Have him install a Lochinvar. I bet he likes it so much he thanks you for suggesting it.
Albert Einstein
Albert Einstein
Among other things, the heat exchanger is opened and cleaned. Also, the condensate line is a trap to keep CO from leaking into the area around the boiler is examined for evidence of aluminum, and we do not find any. The heat exchanger looks just fine to me and to my current technician. It runs all year because it heats my indirect hot water heater too.
I do not know what the water quality around here is, but the system does not seem to leak even though the radiant slab was original with the house built in 1950. We use X-100 additive in the boiler and test it every year. It seldom needs to be touched up.
My situation is similar. I removed an old oil burner 114.000 btu and installed the Navien which is also a hot water heater. My hydronics are convection fin tube but I'm adding a floor radiant setup to an addition. After my calculations, I found I could go to 80,000 btu. Watch it though.Navian might advertise 100,000 btu. The fine print shows they use the btu from the DHW loop which is higher than the heat btu loop. This gives the perception of a higher output unit. In reality 80,000 is plenty for me sized with slightly more SQ FT. Even when adding a 24x14 radiant loop.
In my case I need a watts three way mixer valve for the floor radiant because I run my boiler 160/180F. You might not need that. Depending on your use, because you run lower temp radiant /pex heat under the floor.Trun down ratios only matter if you need or use it. I don't see a huge difference in most residential applications between 5:1 and 10:1 when running the demands/heat loads...IOW actual use.
Here's my setup. I was able to borrow a power press.
The SSB85 has a stainless steel heat exchanger - so I think I'm good there. I'm glad to hear that these installations can have low maintenance.
Starise:
A very clean installation. I currently have the three way valve as I was set up for a conventional non-condensing boiler. I am not sure if I will need it going forward. The plan is to use an indirect DHW as the combi units do not seem to deliver enough water flow. I agree with you around 5:1/10:1 - but I understand that the turndown output should be less than your smallest loop. In my case, that is ~18,000 Btu so I am good there.
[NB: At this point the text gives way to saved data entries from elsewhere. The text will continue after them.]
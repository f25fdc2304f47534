//! Command-line host: drives the builder from files instead of a browser.

use std::fs;
use std::path::{Path, PathBuf};
use std::sync::Arc;

use anyhow::{bail, Context, Result};
use clap::{Parser, Subcommand};
use tracing::{info, warn};

use crate::collaborators::Collaborators;
use crate::config::Config;
use crate::i18n::{Labels, Locale};
use crate::models::Profile;
use crate::persistence::{codec, FileStore};
use crate::render::preview::QR_BOX;
use crate::render::render_preview;
use crate::routes::{Builder, UiEvent};
use crate::surface::FileSurface;
use crate::validation::validate_profile;

#[derive(Parser)]
#[command(name = "cv-builder")]
#[command(about = "Build, preview and share a CV from structured profile data", long_about = None)]
#[command(version)]
pub struct Cli {
    /// Directory backing the key-value store (overrides CV_STORAGE_DIR).
    #[arg(long, global = true)]
    pub storage_dir: Option<PathBuf>,

    /// Output directory for previews and downloads (overrides CV_OUT_DIR).
    #[arg(long, global = true)]
    pub out_dir: Option<PathBuf>,

    /// `id` or `en` (overrides CV_LOCALE).
    #[arg(long, global = true)]
    pub locale: Option<Locale>,

    /// Answer yes to confirmation prompts.
    #[arg(long, short = 'y', global = true)]
    pub yes: bool,

    #[command(subcommand)]
    pub command: Commands,
}

#[derive(Subcommand)]
pub enum Commands {
    /// Render the preview of a profile JSON file.
    Render {
        #[arg(long)]
        input: PathBuf,
        /// Write here instead of stdout.
        #[arg(long)]
        out: Option<PathBuf>,
    },

    /// Replay UI events (one JSON object per line) against the stored profile.
    Replay {
        #[arg(long)]
        events: PathBuf,
        /// Page location used at startup, e.g. a share link.
        #[arg(long)]
        location: Option<String>,
    },

    /// Print a share link for a profile JSON file.
    Share {
        #[arg(long)]
        input: PathBuf,
    },

    /// Decode a share link and print the profile.
    Open { link: String },

    /// Print the advisory field checks for a profile JSON file.
    Validate {
        #[arg(long)]
        input: PathBuf,
    },
}

impl Cli {
    /// Command-line flags win over environment configuration.
    pub fn apply_overrides(&self, mut config: Config) -> Config {
        if let Some(dir) = &self.storage_dir {
            config.storage_dir = dir.clone();
        }
        if let Some(dir) = &self.out_dir {
            config.out_dir = dir.clone();
        }
        if let Some(locale) = self.locale {
            config.locale = locale;
        }
        if self.yes {
            config.assume_yes = true;
        }
        config
    }
}

pub async fn run(cli: Cli, config: Config) -> Result<()> {
    let config = cli.apply_overrides(config);
    match cli.command {
        Commands::Render { input, out } => render(&config, &input, out.as_deref()).await,
        Commands::Replay { events, location } => {
            replay(config, &events, location.as_deref()).await
        }
        Commands::Share { input } => {
            let profile = read_profile(&input)?;
            println!("{}", codec::share_link(&config.share_base_url, &profile)?);
            Ok(())
        }
        Commands::Open { link } => {
            let Some(param) = codec::share_param_from_location(&link) else {
                bail!("'{link}' has no data parameter");
            };
            let profile = codec::decode_share_param(&param)?;
            println!("{}", codec::to_json_pretty(&profile)?);
            Ok(())
        }
        Commands::Validate { input } => {
            let profile = read_profile(&input)?;
            let issues = validate_profile(&profile, Labels::for_locale(config.locale));
            if issues.is_empty() {
                println!("All checked fields are valid");
            }
            for issue in issues {
                println!("{}: {}", issue.field, issue.message);
            }
            Ok(())
        }
    }
}

fn read_profile(path: &Path) -> Result<Profile> {
    let text = fs::read_to_string(path)
        .with_context(|| format!("Failed to read {}", path.display()))?;
    codec::from_json(&text).with_context(|| format!("{} is not a profile", path.display()))
}

async fn render(config: &Config, input: &Path, out: Option<&Path>) -> Result<()> {
    let profile = read_profile(input)?;
    let rendered = render_preview(&profile, Labels::for_locale(config.locale));
    let mut html = rendered.html;
    if let Some(target) = rendered.qr_target {
        let qr = Collaborators::builtin().qr.get().await?;
        let markup = qr.render(&target).await?;
        html = html.replace(QR_BOX, &format!(r#"<div id="qrBox">{markup}</div>"#));
    }
    match out {
        Some(path) => {
            fs::write(path, &html).with_context(|| format!("Failed to write {}", path.display()))?;
            info!("Wrote {}", path.display());
        }
        None => println!("{html}"),
    }
    Ok(())
}

async fn replay(config: Config, events: &Path, location: Option<&str>) -> Result<()> {
    let text = fs::read_to_string(events)
        .with_context(|| format!("Failed to read {}", events.display()))?;
    let backend = Arc::new(
        FileStore::open(&config.storage_dir)
            .with_context(|| format!("Failed to open {}", config.storage_dir.display()))?,
    );
    let surface = FileSurface::new(config.out_dir.clone(), config.assume_yes);
    let mut builder = Builder::new(config, backend, surface, Collaborators::builtin());

    let source = builder.bootstrap(location).await;
    info!("Replaying {} on a profile from {source:?}", events.display());

    let mut dispatched = 0usize;
    for (n, line) in text.lines().enumerate() {
        let line = line.trim();
        if line.is_empty() || line.starts_with('#') {
            continue;
        }
        let event: UiEvent = serde_json::from_str(line)
            .with_context(|| format!("{}:{}: not a UI event", events.display(), n + 1))?;
        builder.dispatch(event).await;
        dispatched += 1;
        if builder.surface_mut().take_reload() {
            // A reload drops the query string.
            builder.bootstrap(None).await;
        }
    }

    if let Err(e) = builder.flush() {
        warn!("Final persist failed: {e}");
    }
    builder.surface().write_snapshot()?;
    println!(
        "Replayed {dispatched} events; output in {}",
        builder.surface().out_dir().display()
    );
    Ok(())
}
// List editor form painting. Mutations live on `state::ProfileStore`.
pub mod forms;

pub use forms::{photo_preview, section_form, skill_chips, SectionForm};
I'm not sure what a power press is or why it is needed for this application.
Thank you both.
Jean-David has had good luck with the boiler because he has meticulously maintained it, beyond what any service company will do.
Albert Einstein
I am going with the non-condensing solution. As it turns out - I also need to have my chimney relined. I thought that this would swing the decision in favor of the SSB85 - but when I ran the numbers (cost differential against anticipated savings) my payback at 10 years out was only $600 - assuming that there was no higher maintenance costs for the SSB than the low tech non-condensing solution. This did not seem to be a worthwhile bet.
I will ensure that the indoor gas piping will support both natural gas or propane - positioning me for natural gas if it is ever offered on my street (thanks, Zman). Again, all of your comments are much appreciated.